Your assignment: For the listing below, return the line containing "Self::default()", the line containing "accuracy so far.", and all lines in between, exactly as written and nothing else.

══ Data to examine

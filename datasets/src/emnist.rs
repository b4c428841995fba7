use std::{
    collections::BTreeMap,
    fs::File,
    io::BufReader,
    num::NonZeroUsize,
    path::Path,
    sync::Arc,
};

use learning::{
    Batch, ClientData, DType, Dataset, ElementSpec, InMemoryClientData, TensorSpec,
};
use log::info;

use crate::{
    DatasetErr, Result, batching,
    leaf::{LeafExample, RawClientData},
};

pub const IMAGE_SIZE: usize = 28;
pub const NUM_PIXELS: usize = IMAGE_SIZE * IMAGE_SIZE;
pub const NUM_DIGIT_CLASSES: usize = 10;
pub const NUM_CLASSES: usize = 62;

/// Batch size of the centralized test dataset.
pub const TEST_BATCH_SIZE: usize = 500;

/// A single handwritten character: a flattened 28x28 image and its class.
#[derive(Debug, Clone, PartialEq)]
pub struct EmnistExample {
    pub pixels: Vec<f32>,
    pub label: i64,
}

impl LeafExample for EmnistExample {
    type X = Vec<f32>;
    type Y = i64;

    fn from_leaf(pixels: Vec<f32>, label: i64) -> Self {
        Self { pixels, label }
    }
}

/// Returns the amount of classes, digits only or digits and letters.
pub fn num_classes(only_digits: bool) -> usize {
    if only_digits {
        NUM_DIGIT_CLASSES
    } else {
        NUM_CLASSES
    }
}

/// The spec of a preprocessed EMNIST batch: `f32[?, 28, 28, 1]` images, `i64[?, 1]` labels.
pub fn element_spec() -> ElementSpec {
    ElementSpec {
        x: TensorSpec::new(
            DType::F32,
            [None, Some(IMAGE_SIZE), Some(IMAGE_SIZE), Some(1)],
        ),
        y: TensorSpec::new(DType::I64, [None, Some(1)]),
    }
}

/// Provides the EMNIST datasets.
pub trait EmnistDatasets {
    /// Returns the federated training data.
    ///
    /// # Arguments
    /// * `batch_size` - The batch size of every client's dataset.
    /// * `epochs` - The amount of passes over its examples each client makes per round.
    /// * `only_digits` - Whether the data holds digits only or digits and letters.
    fn federated_train(
        &self,
        batch_size: NonZeroUsize,
        epochs: NonZeroUsize,
        only_digits: bool,
    ) -> Result<Arc<dyn ClientData>>;

    /// Returns the centralized test data, every test client's examples together.
    fn centralized_test(&self, only_digits: bool) -> Result<Dataset>;
}

/// EMNIST backed by LEAF client data.
#[derive(Debug, Clone)]
pub struct LeafEmnist {
    train: RawClientData<EmnistExample>,
    test: RawClientData<EmnistExample>,
    shuffle_seed: Option<u64>,
}

impl LeafEmnist {
    /// Creates a new `LeafEmnist`.
    ///
    /// # Arguments
    /// * `train` - The raw training examples of every client.
    /// * `test` - The raw test examples of every client.
    ///
    /// # Returns
    /// A new `LeafEmnist` that shuffles clients' examples with OS randomness.
    pub fn new(train: RawClientData<EmnistExample>, test: RawClientData<EmnistExample>) -> Self {
        Self {
            train,
            test,
            shuffle_seed: None,
        }
    }

    /// Reads the train and test splits from LEAF json files.
    pub fn from_leaf_files<P: AsRef<Path>>(train: P, test: P) -> Result<Self> {
        let train = RawClientData::from_leaf_json(BufReader::new(File::open(train)?))?;
        let test = RawClientData::from_leaf_json(BufReader::new(File::open(test)?))?;
        Ok(Self::new(train, test))
    }

    /// Makes the shuffling of clients' examples reproducible.
    pub fn with_shuffle_seed(mut self, seed: u64) -> Self {
        self.shuffle_seed = Some(seed);
        self
    }
}

impl EmnistDatasets for LeafEmnist {
    fn federated_train(
        &self,
        batch_size: NonZeroUsize,
        epochs: NonZeroUsize,
        only_digits: bool,
    ) -> Result<Arc<dyn ClientData>> {
        let num_classes = num_classes(only_digits);
        let mut clients = BTreeMap::new();

        for (i, (id, examples)) in self.train.iter().enumerate() {
            validate(id, examples, num_classes)?;

            let mut rng = batching::client_rng(self.shuffle_seed, i);
            let order = batching::epoch_order(examples.len(), epochs, Some(&mut rng));
            let batches = order
                .chunks(batch_size.get())
                .map(|chunk| to_batch(chunk.iter().map(|&j| &examples[j])))
                .collect::<Result<Vec<_>>>()?;

            clients.insert(id.clone(), Dataset::new(element_spec(), batches)?);
        }

        info!(
            clients = clients.len(),
            batch_size = batch_size.get(),
            epochs = epochs.get();
            "preprocessed federated emnist"
        );
        Ok(Arc::new(InMemoryClientData::new(element_spec(), clients)?))
    }

    fn centralized_test(&self, only_digits: bool) -> Result<Dataset> {
        let num_classes = num_classes(only_digits);
        for (id, examples) in self.test.iter() {
            validate(id, examples, num_classes)?;
        }

        let examples: Vec<&EmnistExample> = self.test.iter().flat_map(|(_, e)| e).collect();
        let batches = examples
            .chunks(TEST_BATCH_SIZE)
            .map(|chunk| to_batch(chunk.iter().copied()))
            .collect::<Result<Vec<_>>>()?;

        info!(examples = examples.len(); "preprocessed centralized emnist");
        Ok(Dataset::new(element_spec(), batches)?)
    }
}

fn validate(client: &str, examples: &[EmnistExample], num_classes: usize) -> Result<()> {
    for (index, example) in examples.iter().enumerate() {
        let reason = if example.pixels.len() != NUM_PIXELS {
            format!("{} pixels, expected {NUM_PIXELS}", example.pixels.len())
        } else if example.label < 0 || example.label as usize >= num_classes {
            format!("label {} outside of {num_classes} classes", example.label)
        } else {
            continue;
        };

        return Err(DatasetErr::MalformedExample {
            client: client.to_string(),
            index,
            reason,
        });
    }

    Ok(())
}

fn to_batch<'a, I>(examples: I) -> Result<Batch>
where
    I: Iterator<Item = &'a EmnistExample>,
{
    let (pixels, labels): (Vec<&[f32]>, Vec<i64>) = examples
        .map(|example| (example.pixels.as_slice(), example.label))
        .unzip();
    let labels: Vec<&[i64]> = labels.iter().map(std::slice::from_ref).collect();

    let x = batching::stack(&pixels, &[IMAGE_SIZE, IMAGE_SIZE, 1])?;
    let y = batching::stack(&labels, &[1])?;
    Ok(Batch::new(x, y))
}
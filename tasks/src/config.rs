use std::{io::Read, num::NonZeroUsize, sync::Arc};

use datasets::{EmnistDatasets, ShakespeareDatasets};
use learning::{IterativeProcessBuilder, arch::NetworkProvider};
use log::info;
use serde::{Deserialize, Serialize};

use crate::{
    Result, TaskErr, emnist, shakespeare,
    specs::{RunnerSpec, TaskSpec},
};

/// The task an experiment trains on, with its task specific settings.
#[derive(Debug, Clone, PartialEq, Eq, Serialize, Deserialize)]
#[serde(rename_all = "snake_case")]
pub enum TaskConfig {
    Emnist {
        #[serde(default = "default_model")]
        model: String,
    },
    Shakespeare {
        #[serde(default = "default_sequence_length")]
        sequence_length: NonZeroUsize,
    },
}

impl TaskConfig {
    pub fn name(&self) -> &'static str {
        match self {
            TaskConfig::Emnist { .. } => "emnist",
            TaskConfig::Shakespeare { .. } => "shakespeare",
        }
    }
}

fn default_model() -> String {
    emnist::DEFAULT_MODEL.to_string()
}

fn default_sequence_length() -> NonZeroUsize {
    shakespeare::DEFAULT_SEQUENCE_LENGTH
}

/// The datasets an experiment is configured with.
#[derive(Clone, Copy)]
pub enum TaskDatasets<'a> {
    Emnist(&'a dyn EmnistDatasets),
    Shakespeare(&'a dyn ShakespeareDatasets),
}

impl TaskDatasets<'_> {
    pub fn name(&self) -> &'static str {
        match self {
            TaskDatasets::Emnist(_) => "emnist",
            TaskDatasets::Shakespeare(_) => "shakespeare",
        }
    }
}

/// A description of a federated training run.
#[derive(Debug, Clone, PartialEq, Eq, Serialize, Deserialize)]
#[serde(rename_all = "snake_case")]
pub struct ExperimentConfig {
    pub task: TaskConfig,
    pub client_batch_size: NonZeroUsize,
    pub client_epochs_per_round: NonZeroUsize,
    pub clients_per_round: NonZeroUsize,
    #[serde(default)]
    pub client_datasets_random_seed: Option<u64>,
}

impl ExperimentConfig {
    /// Reads the config from json.
    pub fn from_json<R: Read>(reader: R) -> Result<Self> {
        Ok(serde_json::from_reader(reader)?)
    }

    /// Returns the task spec of this experiment.
    ///
    /// # Arguments
    /// * `iterative_process_builder` - Builds the process the task is trained with.
    pub fn task_spec(&self, iterative_process_builder: Arc<dyn IterativeProcessBuilder>) -> TaskSpec {
        TaskSpec {
            client_batch_size: self.client_batch_size,
            client_epochs_per_round: self.client_epochs_per_round,
            clients_per_round: self.clients_per_round,
            client_datasets_random_seed: self.client_datasets_random_seed,
            iterative_process_builder,
        }
    }

    /// Configures the task this experiment names.
    ///
    /// # Arguments
    /// * `iterative_process_builder` - Builds the process the task is trained with.
    /// * `datasets` - The datasets of the task, must be for the same task as the config.
    /// * `networks` - Builds the networks of the task's model.
    ///
    /// # Returns
    /// The configured task or `TaskErr::TaskMismatch` if the datasets are for another task.
    pub fn configure(
        &self,
        iterative_process_builder: Arc<dyn IterativeProcessBuilder>,
        datasets: TaskDatasets<'_>,
        networks: Arc<dyn NetworkProvider>,
    ) -> Result<RunnerSpec> {
        let task_spec = self.task_spec(iterative_process_builder);
        info!(
            clients_per_round = self.clients_per_round.get();
            "configuring the {} task", self.task.name()
        );

        match (&self.task, datasets) {
            (TaskConfig::Emnist { model }, TaskDatasets::Emnist(datasets)) => {
                emnist::configure_training(&task_spec, model, datasets, networks)
            }
            (TaskConfig::Shakespeare { sequence_length }, TaskDatasets::Shakespeare(datasets)) => {
                shakespeare::configure_training(&task_spec, *sequence_length, datasets, networks)
            }
            (task, datasets) => Err(TaskErr::TaskMismatch {
                config: task.name(),
                datasets: datasets.name(),
            }),
        }
    }
}
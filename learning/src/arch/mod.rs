pub mod loss;
mod network;
mod weights;

pub use network::{Architecture, Network, NetworkProvider};
pub use weights::ModelWeights;
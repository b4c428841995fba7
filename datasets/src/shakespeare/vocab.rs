use std::collections::HashMap;

/// The characters of the Shakespeare vocabulary, in id order starting at 1.
pub const CHAR_VOCAB: &str = concat!(
    "dhlptx@DHLPTX $(,048cgkoswCGKOSW[_#'/37;?bfjnrvzBFJNRVZ\"&*.26:\n",
    "aeimquyAEIMQUY]!%)-159\r",
);

/// Padding, out of vocabulary, beginning and end of sequence.
pub const NUM_SPECIAL_TOKENS: usize = 4;

/// The ids reserved outside of the character range.
#[derive(Debug, Clone, Copy, PartialEq, Eq)]
pub struct SpecialTokens {
    pub pad: i64,
    pub oov: i64,
    pub bos: i64,
    pub eos: i64,
}

/// Returns the special tokens for a base vocabulary: padding is 0, the rest follow the
/// characters.
pub fn special_tokens(vocab: &str) -> SpecialTokens {
    let len = vocab.chars().count() as i64;
    SpecialTokens {
        pad: 0,
        oov: len + 1,
        bos: len + 2,
        eos: len + 3,
    }
}

/// Returns the size of the model vocabulary: the base characters plus the special tokens.
pub fn vocab_size(vocab: &str) -> usize {
    vocab.chars().count() + NUM_SPECIAL_TOKENS
}

/// Maps characters to token ids.
#[derive(Debug, Clone)]
pub struct Tokenizer {
    ids: HashMap<char, i64>,
    special: SpecialTokens,
}

impl Tokenizer {
    /// Creates a new `Tokenizer`.
    ///
    /// # Arguments
    /// * `vocab` - The characters of the vocabulary, the i-th one gets id `i + 1`.
    ///
    /// # Returns
    /// A new `Tokenizer` instance.
    pub fn new(vocab: &str) -> Self {
        let ids = vocab.chars().zip(1..).collect();
        Self {
            ids,
            special: special_tokens(vocab),
        }
    }

    pub fn special_tokens(&self) -> SpecialTokens {
        self.special
    }

    /// Tokenizes a snippet, wrapping it with the beginning and end of sequence tokens.
    pub fn to_ids(&self, snippet: &str) -> Vec<i64> {
        let SpecialTokens { oov, bos, eos, .. } = self.special;

        let mut ids = Vec::with_capacity(snippet.len() + 2);
        ids.push(bos);
        ids.extend(
            snippet
                .chars()
                .map(|c| self.ids.get(&c).copied().unwrap_or(oov)),
        );
        ids.push(eos);
        ids
    }
}

impl Default for Tokenizer {
    fn default() -> Self {
        Self::new(CHAR_VOCAB)
    }
}
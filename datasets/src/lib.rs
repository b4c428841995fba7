mod batching;
pub mod emnist;
pub mod error;
pub mod leaf;
pub mod shakespeare;

pub use emnist::{EmnistDatasets, EmnistExample, LeafEmnist};
pub use error::{DatasetErr, Result};
pub use leaf::RawClientData;
pub use shakespeare::{LeafShakespeare, ShakespeareDatasets, ShakespeareExample};
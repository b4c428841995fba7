use std::fmt;

use datasets::DatasetErr;
use learning::MlErr;

/// The tasks module's result type.
pub type Result<T> = std::result::Result<T, TaskErr>;

/// All errors that can occur while configuring or running a task.
#[derive(Debug)]
pub enum TaskErr {
    /// The model flag names none of the supported architectures.
    InvalidModel {
        got: String,
        expected: &'static [&'static str],
    },
    /// The federated training data has no clients.
    NoClients,
    /// More clients were asked for in a round than there are.
    NotEnoughClients { requested: usize, available: usize },
    /// The experiment config names a task the given datasets are not for.
    TaskMismatch {
        config: &'static str,
        datasets: &'static str,
    },
    Config(serde_json::Error),
    Dataset(DatasetErr),
    Ml(MlErr),
}

impl fmt::Display for TaskErr {
    fn fmt(&self, f: &mut fmt::Formatter<'_>) -> fmt::Result {
        match self {
            Self::InvalidModel { got, expected } => write!(
                f,
                "Cannot handle model flag [{got}], must be one of [{}].",
                expected.join(", ")
            ),
            Self::NoClients => write!(f, "the federated training data has no clients"),
            Self::NotEnoughClients {
                requested,
                available,
            } => write!(
                f,
                "cannot sample {requested} clients per round out of {available}"
            ),
            Self::TaskMismatch { config, datasets } => write!(
                f,
                "the config is for the {config} task but the datasets are for {datasets}"
            ),
            Self::Config(e) => write!(f, "invalid config: {e}"),
            Self::Dataset(e) => write!(f, "dataset error: {e}"),
            Self::Ml(e) => write!(f, "{e}"),
        }
    }
}

impl std::error::Error for TaskErr {
    fn source(&self) -> Option<&(dyn std::error::Error + 'static)> {
        match self {
            Self::Config(e) => Some(e),
            Self::Dataset(e) => Some(e),
            Self::Ml(e) => Some(e),
            _ => None,
        }
    }
}

impl From<serde_json::Error> for TaskErr {
    fn from(e: serde_json::Error) -> Self {
        Self::Config(e)
    }
}

impl From<DatasetErr> for TaskErr {
    fn from(e: DatasetErr) -> Self {
        Self::Dataset(e)
    }
}

impl From<MlErr> for TaskErr {
    fn from(e: MlErr) -> Self {
        Self::Ml(e)
    }
}
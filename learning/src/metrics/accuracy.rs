use ndarray::{Array1, ArrayViewD};

use super::Metric;
use crate::{
    Result,
    scores::{self, ClassRows},
    tensor::Tensor,
};

/// Running counts of correct predictions over contributing label positions.
#[derive(Debug, Default, Clone, Copy)]
struct Tally {
    correct: u64,
    count: u64,
}

impl Tally {
    fn update(
        &mut self,
        y_true: ArrayViewD<i64>,
        y_pred: ArrayViewD<f32>,
        masked_tokens: &[i64],
    ) -> Result<()> {
        let ClassRows { scores, labels } = scores::class_rows(&y_true, &y_pred)?;

        for (row, &label) in scores.rows().into_iter().zip(&labels) {
            if masked_tokens.contains(&label) {
                continue;
            }

            self.count += 1;
            if label >= 0 && scores::argmax(row) == label as usize {
                self.correct += 1;
            }
        }

        Ok(())
    }

    // No contributing positions reports zero instead of NaN.
    fn result(&self) -> f64 {
        if self.count == 0 {
            return 0.0;
        }

        self.correct as f64 / self.count as f64
    }

    fn state(&self) -> Tensor {
        let raw = Array1::from(vec![self.correct as i64, self.count as i64]);
        Tensor::I64(raw.into_dyn())
    }
}

/// The fraction of positions where the highest scored class is the label.
#[derive(Debug, Default, Clone)]
pub struct SparseCategoricalAccuracy {
    tally: Tally,
}

impl SparseCategoricalAccuracy {
    pub fn new() -> Self {
        Self::default()
    }
}

impl Metric for SparseCategoricalAccuracy {
    fn name(&self) -> &'static str {
        "sparse_categorical_accuracy"
    }

    fn update(&mut self, y_true: ArrayViewD<i64>, y_pred: ArrayViewD<f32>) -> Result<()> {
        self.tally.update(y_true, y_pred, &[])
    }

    fn result(&self) -> f64 {
        self.tally.result()
    }

    fn state(&self) -> Tensor {
        self.tally.state()
    }

    fn reset(&mut self) {
        self.tally = Tally::default();
    }
}

/// Categorical accuracy that ignores the positions whose label is a masked token.
#[derive(Debug, Default, Clone)]
pub struct MaskedCategoricalAccuracy {
    masked_tokens: Vec<i64>,
    tally: Tally,
}

impl MaskedCategoricalAccuracy {
    /// Creates a new `MaskedCategoricalAccuracy`.
    ///
    /// # Arguments
    /// * `masked_tokens` - Labels whose positions do not take part in the accuracy.
    ///
    /// # Returns
    /// A new `MaskedCategoricalAccuracy` instance.
    pub fn new(masked_tokens: Vec<i64>) -> Self {
        Self {
            masked_tokens,
            tally: Tally::default(),
        }
    }

    /// Returns the amount of positions that contributed to the accuracy so far.
    pub fn count(&self) -> u64 {
        self.tally.count
    }
}

impl Metric for MaskedCategoricalAccuracy {
    fn name(&self) -> &'static str {
        "accuracy"
    }

    fn update(&mut self, y_true: ArrayViewD<i64>, y_pred: ArrayViewD<f32>) -> Result<()> {
        self.tally.update(y_true, y_pred, &self.masked_tokens)
    }

    fn result(&self) -> f64 {
        self.tally.result()
    }

    fn state(&self) -> Tensor {
        self.tally.state()
    }

    fn reset(&mut self) {
        self.tally = Tally::default();
    }
}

════

Reply:
        Self::default()
    }
}

impl Metric for SparseCategoricalAccuracy {
    fn name(&self) -> &'static str {
        "sparse_categorical_accuracy"
    }

    fn update(&mut self, y_true: ArrayViewD<i64>, y_pred: ArrayViewD<f32>) -> Result<()> {
        self.tally.update(y_true, y_pred, &[])
    }

    fn result(&self) -> f64 {
        self.tally.result()
    }

    fn state(&self) -> Tensor {
        self.tally.state()
    }

    fn reset(&mut self) {
        self.tally = Tally::default();
    }
}

/// Categorical accuracy that ignores the positions whose label is a masked token.
#[derive(Debug, Default, Clone)]
pub struct MaskedCategoricalAccuracy {
    masked_tokens: Vec<i64>,
    tally: Tally,
}

impl MaskedCategoricalAccuracy {
    /// Creates a new `MaskedCategoricalAccuracy`.
    ///
    /// # Arguments
    /// * `masked_tokens` - Labels whose positions do not take part in the accuracy.
    ///
    /// # Returns
    /// A new `MaskedCategoricalAccuracy` instance.
    pub fn new(masked_tokens: Vec<i64>) -> Self {
        Self {
            masked_tokens,
            tally: Tally::default(),
        }
    }

    /// Returns the amount of positions that contributed to the accuracy so far.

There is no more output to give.